Asian Journal of Pediatric Research

Dyggve-Melchior-Clausen syndrome (DMC) is a rare autosomal recessive skeletal dysplasia caused by mutations in the DYM gene, characterized by disproportionate short stature, intellectual disability, and specific radiographic anomalies (EI Ghouzzi et al., 2003, Lapierre et al., 2001). It is often misdiagnosed due to clinical similarities with Morquio syndrome and other skeletal dysplasias. This report presents a four-year-old female from a consanguineous union, evaluated for global developmental delay and growth retardation. Clinical findings included coarse facies, thoracic scoliosis, and short extremities. Radiographs revealed characteristic features such as platyspondyly and irregular iliac crests. Genetic analysis identified a homozygous pathogenic variant in the DYM gene, confirming the diagnosis.
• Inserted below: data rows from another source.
use chrono::{DateTime, Duration, Utc};
use serde::{Deserialize, Serialize};
use std::collections::HashMap;
use std::sync::Arc;
use tokio::sync::RwLock;

/// Maximum age of a stored credential before re-authentication is required.
const MAX_CREDENTIAL_AGE_DAYS: i64 = 30;

/// An OAuth access token plus metadata, scoped to one user.
#[derive(Debug, Clone, Serialize, Deserialize)]
pub struct CredentialRecord {
    /// The bearer token used against the tool-serving endpoint
    pub access_token: String,
    /// Token type as reported by the provider (typically "bearer")
    pub token_type: String,
    /// Space-separated scopes granted to the token
    pub scope: String,
    /// When the token was obtained
    pub obtained_at: DateTime<Utc>,
    /// The login this token authenticates as, once resolved
    #[serde(default)]
    pub login: Option<String>,
}

impl CredentialRecord {
    /// Creates a record stamped with the current time.
    pub fn new(
        access_token: impl Into<String>,
        token_type: impl Into<String>,
        scope: impl Into<String>,
    ) -> Self {
        Self {
            access_token: access_token.into(),
            token_type: token_type.into(),
            scope: scope.into(),
            obtained_at: Utc::now(),
            login: None,
        }
    }

    /// Attaches the resolved login.
    pub fn with_login(mut self, login: impl Into<String>) -> Self {
        self.login = Some(login.into());
        self
    }
}

/// Shared store of per-user credentials.
///
/// The only cross-message state in the pipeline. Records are replaced
/// wholesale, never patched, so per-key updates need no coordination
/// beyond the map lock itself.
#[derive(Debug, Clone, Default)]
pub struct CredentialStore {
    records: Arc<RwLock<HashMap<String, CredentialRecord>>>,
}

impl CredentialStore {
    /// Creates an empty store.
    pub fn new() -> Self {
        Self::default()
    }

    /// Returns the record for a user, if one is stored. Absence is a
    /// normal outcome, not a failure.
    pub async fn get(&self, user_id: &str) -> Option<CredentialRecord> {
        self.records.read().await.get(user_id).cloned()
    }

    /// Stores or replaces the record for a user.
    pub async fn put(&self, user_id: impl Into<String>, record: CredentialRecord) {
        self.records.write().await.insert(user_id.into(), record);
    }

    /// Removes the record for a user.
    pub async fn delete(&self, user_id: &str) {
        self.records.write().await.remove(user_id);
    }

    /// A record is valid iff it is younger than 30 days.
    pub fn is_valid(record: &CredentialRecord) -> bool {
        Utc::now() - record.obtained_at < Duration::days(MAX_CREDENTIAL_AGE_DAYS)
    }

    /// Returns the record for a user only if it passes the age check.
    pub async fn valid_record(&self, user_id: &str) -> Option<CredentialRecord> {
        self.get(user_id).await.filter(Self::is_valid)
    }
}
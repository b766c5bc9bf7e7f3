pub mod flow;
pub mod store;

pub use flow::{AuthError, OauthConfig, OauthFlow};
pub use store::{CredentialRecord, CredentialStore};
Differential diagnosis with mucopolysaccharidoses and Smith-McCort dysplasia was discussed. The importance of early diagnosis through clinical, radiological, and genetic correlation is emphasized to provide anticipatory care and genetic counseling. Although no curative treatment exists, a multidisciplinary approach can improve quality of life and functional outcomes. This case reinforces the diagnostic value of molecular genetics in rare dysplasias.